The Effects of Iron and Light Limitation on the
Physiology of an Oceanic and a Coastal Diatom
Iron (Fe) limits marine phytoplankton primary production in
several oceanic regions. The mechanisms by which Fe reduces
photosynthetic rates and, hence, primary productivity are
not well understood. Similarly, the effect of environmental
variables on phytoplankton iron requirements has not been
adequately assessed. Light, for example, has been
hypothesized to dictate phytoplankton Fe requirements. In
the process of acclimation to light intensities (i.e.,
photoacclimation), phytoplankton modify their photosynthetic
apparatus (Photosystems I and II (PSI & PSII), and the
cytochrome b6f complex (Cyt b6f)). Given the abundance of Fe
proteins contained within these complexes (Fig.

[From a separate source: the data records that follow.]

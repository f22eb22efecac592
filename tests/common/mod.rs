//! 集成测试共享工具模块
//!
//! 提供图数据构造和记录事件的访问者，供所有集成测试使用

#![allow(dead_code)]

pub mod assertions;
pub mod data_fixtures;

use graphalgo::core::{ComputationObserver, ComputationState};
use graphalgo::graph::GraphEdge;
use graphalgo::services::algorithm::{
    BfsVisitor, DfsVisitor, ShortestPathVisitor, UndirectedBfsVisitor,
};

/// 记录的遍历事件
#[derive(Debug, Clone, PartialEq)]
pub enum Event {
    Discover(i32),
    Examine(i32),
    Finish(i32),
    Tree(i32, i32),
    NonTree(i32, i32),
    Back(i32, i32),
    ForwardOrCross(i32, i32),
}

/// 记录所有回调的访问者
#[derive(Debug, Default)]
pub struct EventLog {
    pub events: Vec<Event>,
    pub states: Vec<(ComputationState, ComputationState)>,
    pub started: usize,
    pub finished: usize,
    pub aborted: usize,
    pub examined_edges: usize,
}

impl EventLog {
    pub fn discovered(&self) -> Vec<i32> {
        self.events
            .iter()
            .filter_map(|e| match e {
                Event::Discover(v) => Some(*v),
                _ => None,
            })
            .collect()
    }

    pub fn finished_vertices(&self) -> Vec<i32> {
        self.events
            .iter()
            .filter_map(|e| match e {
                Event::Finish(v) => Some(*v),
                _ => None,
            })
            .collect()
    }

    pub fn count(&self, pred: impl Fn(&Event) -> bool) -> usize {
        self.events.iter().filter(|e| pred(e)).count()
    }
}

fn ends<E: GraphEdge<i32>>(edge: &E) -> (i32, i32) {
    (*edge.source(), *edge.target())
}

impl ComputationObserver for EventLog {
    fn state_changed(&mut self, previous: ComputationState, current: ComputationState) {
        self.states.push((previous, current));
    }
    fn started(&mut self) {
        self.started += 1;
    }
    fn finished(&mut self) {
        self.finished += 1;
    }
    fn aborted(&mut self) {
        self.aborted += 1;
    }
}

impl<E: GraphEdge<i32>> BfsVisitor<i32, E> for EventLog {
    fn discover_vertex(&mut self, vertex: &i32) {
        self.events.push(Event::Discover(*vertex));
    }
    fn examine_vertex(&mut self, vertex: &i32) {
        self.events.push(Event::Examine(*vertex));
    }
    fn examine_edge(&mut self, _edge: &E) {
        self.examined_edges += 1;
    }
    fn tree_edge(&mut self, edge: &E) {
        let (s, t) = ends(edge);
        self.events.push(Event::Tree(s, t));
    }
    fn non_tree_edge(&mut self, edge: &E) {
        let (s, t) = ends(edge);
        self.events.push(Event::NonTree(s, t));
    }
    fn finish_vertex(&mut self, vertex: &i32) {
        self.events.push(Event::Finish(*vertex));
    }
}

impl<E: GraphEdge<i32>> UndirectedBfsVisitor<i32, E> for EventLog {
    fn discover_vertex(&mut self, vertex: &i32) {
        self.events.push(Event::Discover(*vertex));
    }
    fn examine_vertex(&mut self, vertex: &i32) {
        self.events.push(Event::Examine(*vertex));
    }
    fn examine_edge(&mut self, _edge: &E, _reversed: bool) {
        self.examined_edges += 1;
    }
    fn tree_edge(&mut self, edge: &E, _reversed: bool) {
        let (s, t) = ends(edge);
        self.events.push(Event::Tree(s, t));
    }
    fn non_tree_edge(&mut self, edge: &E, _reversed: bool) {
        let (s, t) = ends(edge);
        self.events.push(Event::NonTree(s, t));
    }
    fn finish_vertex(&mut self, vertex: &i32) {
        self.events.push(Event::Finish(*vertex));
    }
}

impl<E: GraphEdge<i32>> DfsVisitor<i32, E> for EventLog {
    fn discover_vertex(&mut self, vertex: &i32) {
        self.events.push(Event::Discover(*vertex));
    }
    fn examine_edge(&mut self, _edge: &E) {
        self.examined_edges += 1;
    }
    fn tree_edge(&mut self, edge: &E) {
        let (s, t) = ends(edge);
        self.events.push(Event::Tree(s, t));
    }
    fn back_edge(&mut self, edge: &E) {
        let (s, t) = ends(edge);
        self.events.push(Event::Back(s, t));
    }
    fn forward_or_cross_edge(&mut self, edge: &E) {
        let (s, t) = ends(edge);
        self.events.push(Event::ForwardOrCross(s, t));
    }
    fn finish_vertex(&mut self, vertex: &i32) {
        self.events.push(Event::Finish(*vertex));
    }
}

impl<E: GraphEdge<i32>> ShortestPathVisitor<i32, E> for EventLog {
    fn discover_vertex(&mut self, vertex: &i32) {
        self.events.push(Event::Discover(*vertex));
    }
    fn examine_vertex(&mut self, vertex: &i32) {
        self.events.push(Event::Examine(*vertex));
    }
    fn tree_edge(&mut self, edge: &E) {
        let (s, t) = ends(edge);
        self.events.push(Event::Tree(s, t));
    }
    fn finish_vertex(&mut self, vertex: &i32) {
        self.events.push(Event::Finish(*vertex));
    }
}
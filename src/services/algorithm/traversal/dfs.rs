//! 深度优先搜索
//!
//! 使用显式栈保存可恢复的帧（顶点、边游标、深度），深图不会耗尽调用栈。

use std::collections::HashMap;

use super::color::GraphColor;
use super::engine::{DfsCore, Directed, EdgeFilter, OutEdges};
use super::visitor::DfsVisitor;
use crate::config::AlgorithmConfig;
use crate::core::{
    Algorithm, AlgorithmResult, Computation, ComputationHost, ComputationState, RootedAlgorithm,
    VertexSlot,
};
use crate::graph::{Graph, IncidenceGraph};

/// 有向图上的深度优先搜索
///
/// 边被分类为树边、回边、前向或横跨边。深度超过 `max_depth` 的顶点被发现后
/// 直接完成，不再展开。
pub struct DepthFirstSearch<'g, G: Graph> {
    graph: &'g G,
    computation: Computation,
    root: VertexSlot<G::Vertex>,
    core: DfsCore<G::Vertex>,
    process_all_components: bool,
    edge_filter: Option<EdgeFilter<'g, G::Edge>>,
}

impl<'g, G: IncidenceGraph> DepthFirstSearch<'g, G> {
    pub fn new(graph: &'g G) -> Self {
        Self {
            graph,
            computation: Computation::new(),
            root: VertexSlot::new(),
            core: DfsCore::new(),
            process_all_components: false,
            edge_filter: None,
        }
    }

    pub fn sharing_cancellation(mut self, host: &Computation) -> Self {
        self.computation = Computation::sharing_cancellation(host);
        self
    }

    pub fn with_config(mut self, config: &AlgorithmConfig) -> Self {
        self.process_all_components = config.process_all_components;
        self.core.set_max_depth(config.max_depth);
        self
    }

    pub fn with_edge_filter<F>(mut self, filter: F) -> Self
    where
        F: Fn(Vec<&'g G::Edge>) -> Vec<&'g G::Edge> + 'g,
    {
        self.edge_filter = Some(Box::new(filter));
        self
    }

    pub fn max_depth(&self) -> Option<usize> {
        self.core.max_depth()
    }

    /// `None` 表示不限深度
    pub fn set_max_depth(&mut self, max_depth: Option<usize>) {
        self.core.set_max_depth(max_depth);
    }

    pub fn set_process_all_components(&mut self, value: bool) {
        self.process_all_components = value;
    }

    pub fn process_all_components(&self) -> bool {
        self.process_all_components
    }

    pub fn graph(&self) -> &'g G {
        self.graph
    }

    pub fn colors(&self) -> &HashMap<G::Vertex, GraphColor> {
        self.core.colors()
    }

    pub fn vertex_color(&self, vertex: &G::Vertex) -> Option<GraphColor> {
        self.core.colors().get(vertex).copied()
    }

    pub fn compute(&mut self) -> AlgorithmResult<ComputationState> {
        self.compute_with(&mut ())
    }
}

impl<G: Graph> ComputationHost for DepthFirstSearch<'_, G> {
    fn computation(&self) -> &Computation {
        &self.computation
    }
}

impl<G: Graph> RootedAlgorithm for DepthFirstSearch<'_, G> {
    type Vertex = G::Vertex;

    fn root_slot(&self) -> &VertexSlot<G::Vertex> {
        &self.root
    }

    fn root_slot_mut(&mut self) -> &mut VertexSlot<G::Vertex> {
        &mut self.root
    }

    fn contains_vertex(&self, vertex: &G::Vertex) -> bool {
        self.graph.contains_vertex(vertex)
    }
}

impl<G, O> Algorithm<O> for DepthFirstSearch<'_, G>
where
    G: IncidenceGraph,
    O: DfsVisitor<G::Vertex, G::Edge>,
{
    fn initialize(&mut self, observer: &mut O) -> AlgorithmResult<()> {
        self.core.initialize(self.graph, &mut Directed(observer))
    }

    fn internal_compute(&mut self, observer: &mut O) -> AlgorithmResult<()> {
        let root = self.root.get().cloned();
        log::debug!(
            "深度优先搜索开始, 根顶点: {:?}, 最大深度: {:?}",
            root,
            self.core.max_depth()
        );
        self.core.run::<G, OutEdges, _>(
            self.graph,
            root.as_ref(),
            self.process_all_components,
            self.edge_filter.as_ref(),
            &mut Directed(observer),
            &self.computation,
        )
    }
}
//! RESP2 value types

use bytes::Bytes;
use std::fmt;
use thiserror::Error;

/// RESP2 value types
#[derive(Debug, Clone, PartialEq)]
pub enum RespValue {
    /// Simple strings: +OK\r\n
    SimpleString(String),

    /// Errors: -ERR message\r\n
    Error(String),

    /// Integers: :1000\r\n
    Integer(i64),

    /// Bulk strings: $6\r\nfoobar\r\n
    BulkString(Bytes),

    /// Null bulk string: $-1\r\n
    Null,

    /// Null array: *-1\r\n, the reply of a timed out blocking pop
    NullArray,

    /// Arrays: *2\r\n$3\r\nfoo\r\n$3\r\nbar\r\n
    Array(Vec<RespValue>),
}

impl RespValue {
    pub fn ok() -> Self {
        RespValue::SimpleString("OK".to_string())
    }

    pub fn simple_string(s: impl Into<String>) -> Self {
        RespValue::SimpleString(s.into())
    }

    pub fn error(s: impl Into<String>) -> Self {
        RespValue::Error(s.into())
    }

    pub fn integer(i: i64) -> Self {
        RespValue::Integer(i)
    }

    /// Integer reply from a count or a flag
    pub fn from_usize(n: usize) -> Self {
        RespValue::Integer(n as i64)
    }

    pub fn from_bool(b: bool) -> Self {
        RespValue::Integer(b as i64)
    }

    pub fn bulk_string(b: impl Into<Bytes>) -> Self {
        RespValue::BulkString(b.into())
    }

    /// Bulk string, or a null bulk string for `None`
    pub fn optional_bulk(b: Option<Bytes>) -> Self {
        match b {
            Some(b) => RespValue::BulkString(b),
            None => RespValue::Null,
        }
    }

    pub fn null() -> Self {
        RespValue::Null
    }

    pub fn array(v: Vec<RespValue>) -> Self {
        RespValue::Array(v)
    }

    /// Array of bulk strings
    pub fn bulk_array<I>(items: I) -> Self
    where
        I: IntoIterator<Item = Bytes>,
    {
        RespValue::Array(items.into_iter().map(RespValue::BulkString).collect())
    }

    pub fn is_error(&self) -> bool {
        matches!(self, RespValue::Error(_))
    }

    pub fn as_array(&self) -> Option<&Vec<RespValue>> {
        match self {
            RespValue::Array(arr) => Some(arr),
            _ => None,
        }
    }

    pub fn as_bulk_string(&self) -> Option<&Bytes> {
        match self {
            RespValue::BulkString(bytes) => Some(bytes),
            _ => None,
        }
    }

    pub fn as_integer(&self) -> Option<i64> {
        match self {
            RespValue::Integer(i) => Some(*i),
            _ => None,
        }
    }

    /// Turn a request into its argument vector.
    ///
    /// A request is an array whose elements are bulk strings (simple strings
    /// and integers are tolerated). Anything else is a protocol error.
    pub fn into_args(self) -> Result<Vec<Bytes>, RespError> {
        let items = match self {
            RespValue::Array(items) => items,
            other => {
                return Err(RespError::InvalidProtocol(format!(
                    "expected array request, got {}",
                    other
                )))
            }
        };
        items
            .into_iter()
            .map(|item| match item {
                RespValue::BulkString(b) => Ok(b),
                RespValue::SimpleString(s) => Ok(Bytes::from(s)),
                RespValue::Integer(i) => Ok(Bytes::from(i.to_string())),
                other => Err(RespError::InvalidProtocol(format!(
                    "unexpected {} in request",
                    other
                ))),
            })
            .collect()
    }
}

impl fmt::Display for RespValue {
    fn fmt(&self, f: &mut fmt::Formatter<'_>) -> fmt::Result {
        match self {
            RespValue::SimpleString(s) => write!(f, "SimpleString({})", s),
            RespValue::Error(e) => write!(f, "Error({})", e),
            RespValue::Integer(i) => write!(f, "Integer({})", i),
            RespValue::BulkString(b) => write!(f, "BulkString({} bytes)", b.len()),
            RespValue::Null => write!(f, "Null"),
            RespValue::NullArray => write!(f, "NullArray"),
            RespValue::Array(arr) => write!(f, "Array({} elements)", arr.len()),
        }
    }
}

/// RESP parsing errors
#[derive(Debug, Clone, PartialEq, Error)]
pub enum RespError {
    /// Malformed input; the connection cannot be resynchronized
    #[error("Protocol error: {0}")]
    InvalidProtocol(String),

    #[error("Protocol error: invalid UTF-8")]
    InvalidUtf8,

    #[error("Protocol error: invalid {0} length")]
    InvalidLength(&'static str),
}
//! RESP2 parser and encoder
//!
//! The parser walks the buffer with a cursor and only consumes bytes once a
//! whole value is available, so a partially received request is left intact
//! for the next read.

use super::types::{RespError, RespValue};
use bytes::{Buf, BufMut, Bytes, BytesMut};

const CRLF: &[u8] = b"\r\n";

/// Longest accepted bulk string
pub const MAX_BULK_LEN: i64 = 512 * 1024 * 1024;

/// Largest accepted array element count
pub const MAX_ARRAY_LEN: i64 = 1024 * 1024;

/// Longest accepted inline command or type header line
const MAX_LINE_LEN: usize = 64 * 1024;

/// Deepest accepted array nesting
const MAX_NESTING_DEPTH: usize = 32;

/// RESP2 Parser
pub struct RespParser;

impl RespParser {
    /// Parse one RESP value from the front of `buf`.
    ///
    /// Returns Ok(Some(value)) and consumes its bytes if a complete value was
    /// available, Ok(None) if more data is needed, Err(e) on malformed input.
    pub fn parse(buf: &mut BytesMut) -> Result<Option<RespValue>, RespError> {
        let mut cursor = 0;
        match Self::parse_at(buf, &mut cursor, 0)? {
            Some(value) => {
                buf.advance(cursor);
                Ok(Some(value))
            }
            None => Ok(None),
        }
    }

    /// Parse one client request into its argument vector.
    ///
    /// Requests are normally RESP arrays; a line not starting with `*` is an
    /// inline command split on whitespace. An empty inline line yields an
    /// empty vector.
    pub fn parse_request(buf: &mut BytesMut) -> Result<Option<Vec<Bytes>>, RespError> {
        match buf.first() {
            None => Ok(None),
            Some(b'*') => match Self::parse(buf)? {
                Some(value) => value.into_args().map(Some),
                None => Ok(None),
            },
            Some(_) => Self::parse_inline(buf),
        }
    }

    fn parse_inline(buf: &mut BytesMut) -> Result<Option<Vec<Bytes>>, RespError> {
        let newline = match buf.iter().position(|&b| b == b'\n') {
            Some(i) => i,
            None if buf.len() > MAX_LINE_LEN => {
                return Err(RespError::InvalidProtocol("too big inline request".to_string()))
            }
            None => return Ok(None),
        };

        let line = buf.split_to(newline + 1);
        let args = line[..newline]
            .split(|b| b.is_ascii_whitespace())
            .filter(|word| !word.is_empty())
            .map(Bytes::copy_from_slice)
            .collect();
        Ok(Some(args))
    }

    fn parse_at(
        buf: &[u8],
        pos: &mut usize,
        depth: usize,
    ) -> Result<Option<RespValue>, RespError> {
        let prefix = match buf.get(*pos) {
            Some(&b) => b,
            None => return Ok(None),
        };

        match prefix {
            b'+' => Ok(Self::read_line(buf, pos)?
                .map(|line| Self::utf8(line).map(RespValue::SimpleString))
                .transpose()?),
            b'-' => Ok(Self::read_line(buf, pos)?
                .map(|line| Self::utf8(line).map(RespValue::Error))
                .transpose()?),
            b':' => Ok(Self::read_line(buf, pos)?
                .map(|line| Self::integer(line).map(RespValue::Integer))
                .transpose()?),
            b'$' => Self::parse_bulk_string(buf, pos),
            b'*' => Self::parse_array(buf, pos, depth + 1),
            other => Err(RespError::InvalidProtocol(format!(
                "unknown type prefix '{}'",
                other as char
            ))),
        }
    }

    /// Bulk string: $6\r\nfoobar\r\n or $-1\r\n (null)
    fn parse_bulk_string(buf: &[u8], pos: &mut usize) -> Result<Option<RespValue>, RespError> {
        let mut cursor = *pos;
        let len = match Self::read_line(buf, &mut cursor)? {
            Some(line) => Self::integer(line)?,
            None => return Ok(None),
        };

        if len == -1 {
            *pos = cursor;
            return Ok(Some(RespValue::Null));
        }
        if !(0..=MAX_BULK_LEN).contains(&len) {
            return Err(RespError::InvalidLength("bulk"));
        }

        let start = cursor;
        let end = start + len as usize;
        if buf.len() < end + 2 {
            return Ok(None);
        }
        if &buf[end..end + 2] != CRLF {
            return Err(RespError::InvalidProtocol(
                "missing CRLF after bulk string data".to_string(),
            ));
        }

        *pos = end + 2;
        Ok(Some(RespValue::BulkString(Bytes::copy_from_slice(&buf[start..end]))))
    }

    /// Array: *2\r\n$3\r\nfoo\r\n$3\r\nbar\r\n or *-1\r\n (null)
    fn parse_array(
        buf: &[u8],
        pos: &mut usize,
        depth: usize,
    ) -> Result<Option<RespValue>, RespError> {
        if depth > MAX_NESTING_DEPTH {
            return Err(RespError::InvalidProtocol(
                "arrays nested too deeply".to_string(),
            ));
        }

        let mut cursor = *pos;
        let count = match Self::read_line(buf, &mut cursor)? {
            Some(line) => Self::integer(line)?,
            None => return Ok(None),
        };

        if count == -1 {
            *pos = cursor;
            return Ok(Some(RespValue::NullArray));
        }
        if !(0..=MAX_ARRAY_LEN).contains(&count) {
            return Err(RespError::InvalidLength("multibulk"));
        }

        let mut elements = Vec::with_capacity(count.min(1024) as usize);
        for _ in 0..count {
            match Self::parse_at(buf, &mut cursor, depth)? {
                Some(value) => elements.push(value),
                None => return Ok(None),
            }
        }

        *pos = cursor;
        Ok(Some(RespValue::Array(elements)))
    }

    /// Line body after the type prefix, advancing past its CRLF.
    ///
    /// Only the first `MAX_LINE_LEN` bytes are searched; a header with no
    /// CRLF within them is an error rather than a reason to keep reading.
    fn read_line<'a>(buf: &'a [u8], pos: &mut usize) -> Result<Option<&'a [u8]>, RespError> {
        let start = *pos + 1;
        let rest = match buf.get(start..) {
            Some(rest) => rest,
            None => return Ok(None),
        };
        let window = &rest[..rest.len().min(MAX_LINE_LEN + 2)];
        match window.windows(2).position(|w| w == CRLF) {
            Some(len) => {
                *pos = start + len + 2;
                Ok(Some(&rest[..len]))
            }
            None if rest.len() > MAX_LINE_LEN + 1 => Err(RespError::InvalidProtocol(
                "too big header line".to_string(),
            )),
            None => Ok(None),
        }
    }

    fn utf8(line: &[u8]) -> Result<String, RespError> {
        String::from_utf8(line.to_vec()).map_err(|_| RespError::InvalidUtf8)
    }

    fn integer(line: &[u8]) -> Result<i64, RespError> {
        std::str::from_utf8(line)
            .ok()
            .and_then(|s| s.parse::<i64>().ok())
            .ok_or_else(|| RespError::InvalidProtocol("invalid integer".to_string()))
    }
}

/// RESP2 Encoder
pub struct RespEncoder;

impl RespEncoder {
    /// Encode a RESP value to bytes
    pub fn encode(value: &RespValue) -> Bytes {
        let mut buf = BytesMut::new();
        Self::encode_to(&mut buf, value);
        buf.freeze()
    }

    /// Encode a RESP value into an existing buffer
    pub fn encode_to(buf: &mut BytesMut, value: &RespValue) {
        match value {
            RespValue::SimpleString(s) => {
                buf.put_u8(b'+');
                buf.put_slice(s.as_bytes());
                buf.put_slice(CRLF);
            }
            RespValue::Error(e) => {
                buf.put_u8(b'-');
                buf.put_slice(e.as_bytes());
                buf.put_slice(CRLF);
            }
            RespValue::Integer(i) => {
                buf.put_u8(b':');
                buf.put_slice(i.to_string().as_bytes());
                buf.put_slice(CRLF);
            }
            RespValue::BulkString(bytes) => {
                buf.put_u8(b'$');
                buf.put_slice(bytes.len().to_string().as_bytes());
                buf.put_slice(CRLF);
                buf.put_slice(bytes);
                buf.put_slice(CRLF);
            }
            RespValue::Null => buf.put_slice(b"$-1\r\n"),
            RespValue::NullArray => buf.put_slice(b"*-1\r\n"),
            RespValue::Array(arr) => {
                buf.put_u8(b'*');
                buf.put_slice(arr.len().to_string().as_bytes());
                buf.put_slice(CRLF);
                for elem in arr {
                    Self::encode_to(buf, elem);
                }
            }
        }
    }
}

1) acclimation to low light has been hypothesized to
increase cellular Fe requirements. This prediction is based
on the greater abundance of photosystem reaction centres and
electron transport components for cells grown in low
light.
In a previous set of experiments, the effects of
irradiance, temperature and nitrogen source on the cellular
Fe concentrations (i.e., Fe quotas) of a marine diatom were
examined. The predicted increase in cellular Fe quotas at
low irradiance was tested by measuring the intracellular
iron of the marine diatom Thalassiosira weissflogii
(Grunow) growing over a range of continuous photon flux
densities (6-150 µmol quanta m-2 s-1). The results of
two independent trials provide evidence for the predicted
increase in Fe quotas at diminished irradiance (Fig.
2).
Current Research
Presently, I am continuing to explore the relationship
between irradiance and phytoplankton Fe requirements. This
involves quantitation of the major photosystem electron
transfer components (PSII, PSI, Cyt b6f), in addition to Fe
quotas, for two diatom cultures grown over a range of photon
flux densities.
In a preliminary experiment to determine the changes in
reaction centres concurrent with different growth
irradiances, T. weissflogii (T-VIC) was grown
at 2 continuous light intensities: 266 µmol quanta m-2
s-1 (high-light, HL) and 33 µmol quanta m-2 s-1
(low-light, LL). PSII-O2 flash yields were measured and used
to calculate the number of functional PSII reaction centres
per cell. Cytochrome f and P700 were determined
spectrophotometrically and used to calculate the number of
functional Cyt b6f and PSI complexes per cell,
respectively.
As predicted, the concentrations of PSII and PSI increase in
low-light cells, doubling between 266 and 33 µmol
quanta m-2 s-1. However, the photosystem ratio remained
approximately constant. Cytochrome f concentration
(the proxy for the Cyt b6f complex) increased 4-fold in
low-light cultures. Based on the theoretical number of Fe
atoms per complex, the Cyt b6f complex represents the
largest Fe pool within the membrane bound photosynthetic
electron transport pathway. Summing the theoretical iron
requirements derived from reaction centre data, growth at LL
results in a 3.5-fold increase in Fe quotas over HL
conditions. Based on these findings, the photosynthetic
electron transport chain accounts for ca. 40% and 100% of
total cellular Fe for HL and LL cells, respectively.